//! Error types for data lake file system operations
//!
//! Every backend surfaces the same taxonomy. Collaborator clients report
//! their failures through the same enum so that authentication and transport
//! errors pass through the core untouched.

use thiserror::Error;

/// Errors surfaced by the `FileSystem` contract and its collaborators
#[derive(Debug, Error)]
pub enum FsError {
    /// A caller-supplied argument was rejected (e.g. an unsupported open mode)
    #[error("Invalid argument: {0}")]
    InvalidArgument(String),

    /// The requested path does not exist in the store
    #[error("Not found: {0}")]
    NotFound(String),

    /// The backend reported data the core cannot interpret
    #[error("Decode error: {0}")]
    Decode(String),

    /// Invalid or missing configuration, detected before any network call
    #[error("Configuration error: {0}")]
    Config(String),

    /// Credential acquisition or token refresh failed in the collaborator
    #[error("Authentication error: {0}")]
    Authentication(String),

    /// Network or service failure reported by the collaborator
    #[error("Transport error: {0}")]
    Transport(String),

    /// Local I/O error while reading a materialized handle
    #[error("I/O error: {0}")]
    Io(#[from] std::io::Error),
}

impl FsError {
    /// Whether this error is the collaborator's "resource not found" signal
    #[must_use]
    pub const fn is_not_found(&self) -> bool {
        matches!(self, Self::NotFound(_))
    }
}

/// Result type alias for data lake operations
pub type Result<T> = std::result::Result<T, FsError>;
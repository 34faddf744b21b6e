//! Lazy depth-first tree walking over a hierarchical store
//!
//! The Generation-1 client can only list one directory per request. This
//! module turns that into a single stream covering a whole subtree without
//! materializing it: each directory is listed only when the walk reaches it.
//!
//! # Order
//!
//! Pre-order, level-first within a directory: all entries of a directory are
//! yielded in listing order, then each of its subdirectories is walked in
//! that same order, fully, before its next sibling.

use crate::backends::gen1::prepare_info;
use crate::client::{Gen1Client, Gen1Entry};
use crate::error::{FsError, Result};
use crate::traits::{DirEntry, EntryStream, FileType};
use futures::stream::{self, StreamExt};
use std::collections::VecDeque;
use tracing::debug;

/// Walk state kept between polls
///
/// `pending` is an explicit stack of sibling queues standing in for the
/// call stack of a recursive walk.
struct DepthFirstWalker<'a, C> {
    client: &'a C,
    with_info: bool,
    /// Directory to list before yielding anything else
    next_listing: Option<String>,
    /// Entries of the directory currently being yielded
    current: VecDeque<Gen1Entry>,
    /// Subdirectories discovered in `current`, in listing order
    level_dirs: VecDeque<String>,
    /// Sibling directories still to walk, innermost level last
    pending: Vec<VecDeque<String>>,
}

impl<'a, C: Gen1Client> DepthFirstWalker<'a, C> {
    fn new(client: &'a C, base_path: &str, with_info: bool) -> Self {
        Self {
            client,
            with_info,
            next_listing: Some(base_path.to_string()),
            current: VecDeque::new(),
            level_dirs: VecDeque::new(),
            pending: Vec::new(),
        }
    }

    /// Produce the next entry, listing directories as they are reached
    ///
    /// # Errors
    ///
    /// Returns the listing error, or `Decode` for an unrecognized entry type.
    async fn next_entry(&mut self) -> Result<Option<DirEntry>> {
        loop {
            if let Some(dir) = self.next_listing.take() {
                debug!("Walking into {}", dir);
                self.current = self.client.ls_detail(&dir).await?.into();
                continue;
            }

            if let Some(entry) = self.current.pop_front() {
                // Classify even without info: recursion depends on it
                let file_type: FileType = entry.kind.parse()?;
                let info = if self.with_info {
                    Some(prepare_info(&entry)?)
                } else {
                    None
                };
                if file_type == FileType::Directory {
                    self.level_dirs.push_back(entry.name.clone());
                }
                return Ok(Some(DirEntry::new(entry.name, info)));
            }

            if !self.level_dirs.is_empty() {
                self.pending.push(std::mem::take(&mut self.level_dirs));
            }

            let Some(siblings) = self.pending.last_mut() else {
                return Ok(None);
            };
            match siblings.pop_front() {
                Some(dir) => self.next_listing = Some(dir),
                None => {
                    self.pending.pop();
                }
            }
        }
    }
}

/// Stream every descendant of `base_path`, depth-first
///
/// Each directory costs one detailed listing request, issued when the
/// stream reaches it. The first error ends the stream.
pub fn walk_depth_first<'a, C: Gen1Client>(
    client: &'a C,
    base_path: &str,
    with_info: bool,
) -> EntryStream<'a> {
    let walker = DepthFirstWalker::new(client, base_path, with_info);
    stream::try_unfold(walker, |mut walker| async move {
        let next = walker.next_entry().await?;
        Ok::<_, FsError>(next.map(|entry| (entry, walker)))
    })
    .boxed()
}

#[cfg(test)]
mod tests {
    use super::*;
    use crate::client::{ClientCall, MemoryStore};
    use futures::TryStreamExt;

    fn paths(entries: &[DirEntry]) -> Vec<&str> {
        entries.iter().map(|e| e.path.as_str()).collect()
    }

    #[compio::test]
    async fn test_walk_empty_directory() -> anyhow::Result<()> {
        let store = MemoryStore::new();
        store.add_dir("/empty")?;

        let entries: Vec<DirEntry> = walk_depth_first(&store, "/empty", true).try_collect().await?;
        assert!(entries.is_empty());
        Ok(())
    }

    #[compio::test]
    async fn test_walk_pre_order() -> anyhow::Result<()> {
        let store = MemoryStore::new();
        store.add_file("/root/a/x/deep.txt", "1")?;
        store.add_file("/root/a/y.txt", "2")?;
        store.add_file("/root/b/z.txt", "3")?;
        store.add_file("/root/c.txt", "4")?;

        let entries: Vec<DirEntry> = walk_depth_first(&store, "/root", false).try_collect().await?;
        assert_eq!(
            paths(&entries),
            vec![
                "/root/a",
                "/root/b",
                "/root/c.txt",
                "/root/a/x",
                "/root/a/y.txt",
                "/root/a/x/deep.txt",
                "/root/b/z.txt",
            ]
        );
        assert!(entries.iter().all(|e| e.info.is_none()));
        Ok(())
    }

    #[compio::test]
    async fn test_walk_lists_lazily() -> anyhow::Result<()> {
        let store = MemoryStore::new();
        store.add_file("/root/a/one.txt", "1")?;
        store.add_file("/root/b/two.txt", "2")?;

        let mut walk = walk_depth_first(&store, "/root", true);
        assert!(store.calls().is_empty());

        let first = walk.try_next().await?;
        assert_eq!(first.map(|e| e.path), Some("/root/a".to_string()));
        assert_eq!(store.calls(), vec![ClientCall::Gen1LsDetail("/root".into())]);

        let rest: Vec<DirEntry> = walk.try_collect().await?;
        assert_eq!(rest.len(), 3);
        assert_eq!(
            store.calls(),
            vec![
                ClientCall::Gen1LsDetail("/root".into()),
                ClientCall::Gen1LsDetail("/root/a".into()),
                ClientCall::Gen1LsDetail("/root/b".into()),
            ]
        );
        Ok(())
    }

    #[compio::test]
    async fn test_walk_missing_base_errors() -> anyhow::Result<()> {
        let store = MemoryStore::new();
        let result: Result<Vec<DirEntry>> = walk_depth_first(&store, "/nope", true).try_collect().await;
        assert!(matches!(result, Err(FsError::NotFound(_))));
        Ok(())
    }
}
━━━━━━━━━━━━━━━━
- _Exercise prompt_
Every entry should be printed again exactly as it stands.

- _Exercise response_
//! Error types for data lake file system operations
//!
//! Every backend surfaces the same taxonomy. Collaborator clients report
//! their failures through the same enum so that authentication and transport
//! errors pass through the core untouched.

use thiserror::Error;

/// Errors surfaced by the `FileSystem` contract and its collaborators
#[derive(Debug, Error)]
pub enum FsError {
    /// A caller-supplied argument was rejected (e.g. an unsupported open mode)
    #[error("Invalid argument: {0}")]
    InvalidArgument(String),

    /// The requested path does not exist in the store
    #[error("Not found: {0}")]
    NotFound(String),

    /// The backend reported data the core cannot interpret
    #[error("Decode error: {0}")]
    Decode(String),

    /// Invalid or missing configuration, detected before any network call
    #[error("Configuration error: {0}")]
    Config(String),

    /// Credential acquisition or token refresh failed in the collaborator
    #[error("Authentication error: {0}")]
    Authentication(String),

    /// Network or service failure reported by the collaborator
    #[error("Transport error: {0}")]
    Transport(String),

    /// Local I/O error while reading a materialized handle
    #[error("I/O error: {0}")]
    Io(#[from] std::io::Error),
}

impl FsError {
    /// Whether this error is the collaborator's "resource not found" signal
    #[must_use]
    pub const fn is_not_found(&self) -> bool {
        matches!(self, Self::NotFound(_))
    }
}

/// Result type alias for data lake operations
pub type Result<T> = std::result::Result<T, FsError>;
repository 34faddf744b21b6e
//! Lazy depth-first tree walking over a hierarchical store
//!
//! The Generation-1 client can only list one directory per request. This
//! module turns that into a single stream covering a whole subtree without
//! materializing it: each directory is listed only when the walk reaches it.
//!
//! # Order
//!
//! Pre-order, level-first within a directory: all entries of a directory are
//! yielded in listing order, then each of its subdirectories is walked in
//! that same order, fully, before its next sibling.

use crate::backends::gen1::prepare_info;
use crate::client::{Gen1Client, Gen1Entry};
use crate::error::{FsError, Result};
use crate::traits::{DirEntry, EntryStream, FileType};
use futures::stream::{self, StreamExt};
use std::collections::VecDeque;
use tracing::debug;

/// Walk state kept between polls
///
/// `pending` is an explicit stack of sibling queues standing in for the
/// call stack of a recursive walk.
struct DepthFirstWalker<'a, C> {
    client: &'a C,
    with_info: bool,
    /// Directory to list before yielding anything else
    next_listing: Option<String>,
    /// Entries of the directory currently being yielded
    current: VecDeque<Gen1Entry>,
    /// Subdirectories discovered in `current`, in listing order
    level_dirs: VecDeque<String>,
    /// Sibling directories still to walk, innermost level last
    pending: Vec<VecDeque<String>>,
}

impl<'a, C: Gen1Client> DepthFirstWalker<'a, C> {
    fn new(client: &'a C, base_path: &str, with_info: bool) -> Self {
        Self {
            client,
            with_info,
            next_listing: Some(base_path.to_string()),
            current: VecDeque::new(),
            level_dirs: VecDeque::new(),
            pending: Vec::new(),
        }
    }

    /// Produce the next entry, listing directories as they are reached
    ///
    /// # Errors
    ///
    /// Returns the listing error, or `Decode` for an unrecognized entry type.
    async fn next_entry(&mut self) -> Result<Option<DirEntry>> {
        loop {
            if let Some(dir) = self.next_listing.take() {
                debug!("Walking into {}", dir);
                self.current = self.client.ls_detail(&dir).await?.into();
                continue;
            }

            if let Some(entry) = self.current.pop_front() {
                // Classify even without info: recursion depends on it
                let file_type: FileType = entry.kind.parse()?;
                let info = if self.with_info {
                    Some(prepare_info(&entry)?)
                } else {
                    None
                };
                if file_type == FileType::Directory {
                    self.level_dirs.push_back(entry.name.clone());
                }
                return Ok(Some(DirEntry::new(entry.name, info)));
            }

            if !self.level_dirs.is_empty() {
                self.pending.push(std::mem::take(&mut self.level_dirs));
            }

            let Some(siblings) = self.pending.last_mut() else {
                return Ok(None);
            };
            match siblings.pop_front() {
                Some(dir) => self.next_listing = Some(dir),
                None => {
                    self.pending.pop();
                }
            }
        }
    }
}

/// Stream every descendant of `base_path`, depth-first
///
/// Each directory costs one detailed listing request, issued when the
/// stream reaches it. The first error ends the stream.
pub fn walk_depth_first<'a, C: Gen1Client>(
    client: &'a C,
    base_path: &str,
    with_info: bool,
) -> EntryStream<'a> {
    let walker = DepthFirstWalker::new(client, base_path, with_info);
    stream::try_unfold(walker, |mut walker| async move {
        let next = walker.next_entry().await?;
        Ok::<_, FsError>(next.map(|entry| (entry, walker)))
    })
    .boxed()
}

#[cfg(test)]
mod tests {
    use super::*;
    use crate::client::{ClientCall, MemoryStore};
    use futures::TryStreamExt;

    fn paths(entries: &[DirEntry]) -> Vec<&str> {
        entries.iter().map(|e| e.path.as_str()).collect()
    }

    #[compio::test]
    async fn test_walk_empty_directory() -> anyhow::Result<()> {
        let store = MemoryStore::new();
        store.add_dir("/empty")?;

        let entries: Vec<DirEntry> = walk_depth_first(&store, "/empty", true).try_collect().await?;
        assert!(entries.is_empty());
        Ok(())
    }

    #[compio::test]
    async fn test_walk_pre_order() -> anyhow::Result<()> {
        let store = MemoryStore::new();
        store.add_file("/root/a/x/deep.txt", "1")?;
        store.add_file("/root/a/y.txt", "2")?;
        store.add_file("/root/b/z.txt", "3")?;
        store.add_file("/root/c.txt", "4")?;

        let entries: Vec<DirEntry> = walk_depth_first(&store, "/root", false).try_collect().await?;
        assert_eq!(
            paths(&entries),
            vec![
                "/root/a",
                "/root/b",
                "/root/c.txt",
                "/root/a/x",
                "/root/a/y.txt",
                "/root/a/x/deep.txt",
                "/root/b/z.txt",
            ]
        );
        assert!(entries.iter().all(|e| e.info.is_none()));
        Ok(())
    }

    #[compio::test]
    async fn test_walk_lists_lazily() -> anyhow::Result<()> {
        let store = MemoryStore::new();
        store.add_file("/root/a/one.txt", "1")?;
        store.add_file("/root/b/two.txt", "2")?;

        let mut walk = walk_depth_first(&store, "/root", true);
        assert!(store.calls().is_empty());

        let first = walk.try_next().await?;
        assert_eq!(first.map(|e| e.path), Some("/root/a".to_string()));
        assert_eq!(store.calls(), vec![ClientCall::Gen1LsDetail("/root".into())]);

        let rest: Vec<DirEntry> = walk.try_collect().await?;
        assert_eq!(rest.len(), 3);
        assert_eq!(
            store.calls(),
            vec![
                ClientCall::Gen1LsDetail("/root".into()),
                ClientCall::Gen1LsDetail("/root/a".into()),
                ClientCall::Gen1LsDetail("/root/b".into()),
            ]
        );
        Ok(())
    }

    #[compio::test]
    async fn test_walk_missing_base_errors() -> anyhow::Result<()> {
        let store = MemoryStore::new();
        let result: Result<Vec<DirEntry>> = walk_depth_first(&store, "/nope", true).try_collect().await;
        assert!(matches!(result, Err(FsError::NotFound(_))));
        Ok(())
    }
}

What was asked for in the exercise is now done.